Lou Davis

I think that I possibly attract ‘awkward’ – many of my situations are work related. All of them fill me with horror:

1. A patient came into the department after a road accident with terrible injuries.

Terrible, but survivable.

I was told that his wife was on her way, and shortly afterwards that she was in our relative room.

As I walked out of the resuscitation area moments later, I found a young woman crying and asking about him, she told me she was his partner and I took her to see him, so that she could be reassured.

She was standing holding his hand and stroking his hair as a colleague brought his wife through the door.

The first woman was a colleague with whom he was having an affair.

Awkward!

2. Two very elderly ladies had arrived in the department within moments of one another. Sadly, one of them died.

I was asked to intervene after a colleague had taken the daughter of the patient who was still alive to spend time with the body of the deceased.

Awkward.

3. I couldn’t understand why the middle-aged male patient didn’t want me to remove his shoe, until his false leg came off with it.

Embarrassing.

4. A patient with a potential spinal injury was being treated very, very carefully because he was displaying a classical sign of spinal cord injury – a priapism (erect penis) We were desperately worried, until we found a very large, artificial ‘member’ which he put down his trousers to impress women in a club.

Awkward.

5. I sat and painstakingly explained how pressure builds in the brain after an injury by using the analogy of a walnut in a shell. One of the family members looked at me quizzically – he was a neurosurgeon.

Embarrassing.

6. Out cycling, my undergarments had become uncomfortable. I was on a deserted canal path so I hoiked down my Lycra leggings and rearranged – as a canal boat swept, majestically, around the corner.

Very embarrassing.

Addition: (because I remembered this)

7. Telephone conversation between myself and ‘John’ the boyfriend of 9 months of an Australian girl who had arrived in the department:

“Hi John, I’ve been asked to ring you by Kerry, she’s come to our department and she wonders if you’d be able to come down to the hospital”

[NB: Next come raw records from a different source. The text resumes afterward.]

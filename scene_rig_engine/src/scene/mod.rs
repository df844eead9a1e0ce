//! Scene module
//!
//! Provides the node hierarchy (arena-owned transform nodes), local
//! transforms with look-at support, animated materials and debug overlays.

mod material;
mod node;
mod overlay;
mod scene;
mod transform;

pub use material::{Color, Material, MaterialKey};
pub use node::{NodeFlags, NodeKey, Renderable, TransformNode};
pub use overlay::{AxisGridOverlay, DEFAULT_GRID_UNITS};
pub use scene::Scene;
pub use transform::{look_rotation, Facing, Transform};
/// Per-entity motion parameters.
///
/// A `MotionState` binds one animated entity (node or material) to one motion
/// kind. `MotionStates` enforces at most one state per (entity, kind) pair;
/// kinds compose freely on the same entity.

use rustc_hash::FxHashMap;
use crate::scene::{MaterialKey, NodeKey};

/// Family of procedural motion
#[derive(Debug, Clone, Copy, PartialEq, Eq, Hash)]
pub enum MotionKind {
    Spin,
    Orbit,
    Bob,
    SplineFollow,
    HueCycle,
    Drift,
    AimAt,
}

/// Entity animated by a controller
#[derive(Debug, Clone, Copy, PartialEq, Eq, Hash)]
pub enum MotionTarget {
    Node(NodeKey),
    Material(MaterialKey),
}

/// Kind-specific parameters.
///
/// Time-driven kinds evaluate `elapsed * rate * speed + phase`; `amplitude`
/// and `offset` are used by kinds that oscillate around a baseline.
#[derive(Debug, Clone, Copy, PartialEq)]
pub struct MotionParams {
    /// Multiplier applied to the base rate
    pub speed: f32,
    /// Added after scaling by time (radians, or loop fraction for paths and hues)
    pub phase: f32,
    /// Oscillation amplitude
    pub amplitude: f32,
    /// Base rate (rad/s, loops/s or hue cycles/s depending on the kind)
    pub rate: f32,
    /// Baseline the oscillation is centred on
    pub offset: f32,
}

impl Default for MotionParams {
    fn default() -> Self {
        Self {
            speed: 1.0,
            phase: 0.0,
            amplitude: 0.0,
            rate: 1.0,
            offset: 0.0,
        }
    }
}

impl MotionParams {
    pub fn with_speed(mut self, speed: f32) -> Self {
        self.speed = speed;
        self
    }

    pub fn with_phase(mut self, phase: f32) -> Self {
        self.phase = phase;
        self
    }

    pub fn with_rate(mut self, rate: f32) -> Self {
        self.rate = rate;
        self
    }

    pub fn with_amplitude(mut self, amplitude: f32) -> Self {
        self.amplitude = amplitude;
        self
    }

    pub fn with_offset(mut self, offset: f32) -> Self {
        self.offset = offset;
        self
    }

    /// `elapsed * rate * speed + phase`
    pub fn scaled_time(&self, elapsed: f32) -> f32 {
        elapsed * self.rate * self.speed + self.phase
    }
}

#[derive(Debug, Clone, Copy, PartialEq)]
pub struct MotionState {
    pub target: MotionTarget,
    pub kind: MotionKind,
    pub params: MotionParams,
}

/// Motion states keyed by (entity, kind)
#[derive(Debug, Default)]
pub struct MotionStates {
    states: FxHashMap<(MotionTarget, MotionKind), MotionParams>,
}

impl MotionStates {
    pub fn new() -> Self {
        Self::default()
    }

    /// Insert or replace the state of `target` for `kind`.
    ///
    /// Returns the parameters it replaced, if any.
    pub fn insert(&mut self, target: MotionTarget, kind: MotionKind, params: MotionParams) -> Option<MotionParams> {
        self.states.insert((target, kind), params)
    }

    pub fn remove(&mut self, target: MotionTarget, kind: MotionKind) -> Option<MotionParams> {
        self.states.remove(&(target, kind))
    }

    pub fn get(&self, target: MotionTarget, kind: MotionKind) -> Option<&MotionParams> {
        self.states.get(&(target, kind))
    }

    pub fn get_mut(&mut self, target: MotionTarget, kind: MotionKind) -> Option<&mut MotionParams> {
        self.states.get_mut(&(target, kind))
    }

    pub fn contains(&self, target: MotionTarget, kind: MotionKind) -> bool {
        self.states.contains_key(&(target, kind))
    }

    /// Every state attached to `target`, all kinds
    pub fn states_of(&self, target: MotionTarget) -> Vec<MotionState> {
        self.states.iter()
            .filter(|((t, _), _)| *t == target)
            .map(|(&(target, kind), &params)| MotionState { target, kind, params })
            .collect()
    }

    pub fn len(&self) -> usize {
        self.states.len()
    }

    pub fn is_empty(&self) -> bool {
        self.states.is_empty()
    }
}

#[cfg(test)]
#[path = "motion_state_tests.rs"]
mod tests;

“Oh, right, well I’m at work at the moment, is it her appendix”

“She’ll be able to let you know what the problem is when you get here, but she says can you come now?”

“Is she in the Emergency Department?”

“Err, no, she’s in the Labour Suite!”

Phone goes dead.

Awkward.

8. Me to 84 year old female patient,”Is that your grandson with you?” (Referring to a boy of approximately 20 years of age, “No, it’s my husband”

Awkward.

Amy Hansen

My worst moment was in fifth grade.

One day, a couple notes went around the classroom with two girl’s names on them, asking people to place a checkmark beside the girl who was prettier (sort of like that “Facemash” thing that Mark Zuckerburg wrote in that Facebook movie. Pretty much everyone saw them and voted, and then the teacher found out. Then we had to sit around while the teacher angrily demanded that we weren’t going anywhere until the person who wrote the notes admitted who they were. Finally, a girl started crying and got up and admitted that she had written the note because she wanted to see if people thought she was pretty. To make matters worse, the girl had lost by a huge margin.

Anonymous

This happened 2 years ago.

During 5th semester, our prof was teaching Operating Systems via slides. His laptop had no charge and he forgot to bring his charger. He asked one of us to volunteer and bring laptop from hostel. As I was sitting in the first row, I went to bring my laptop and returned from the hostel within 5 minutes. After connecting the laptop to the projector, the laptop was slowly booting up.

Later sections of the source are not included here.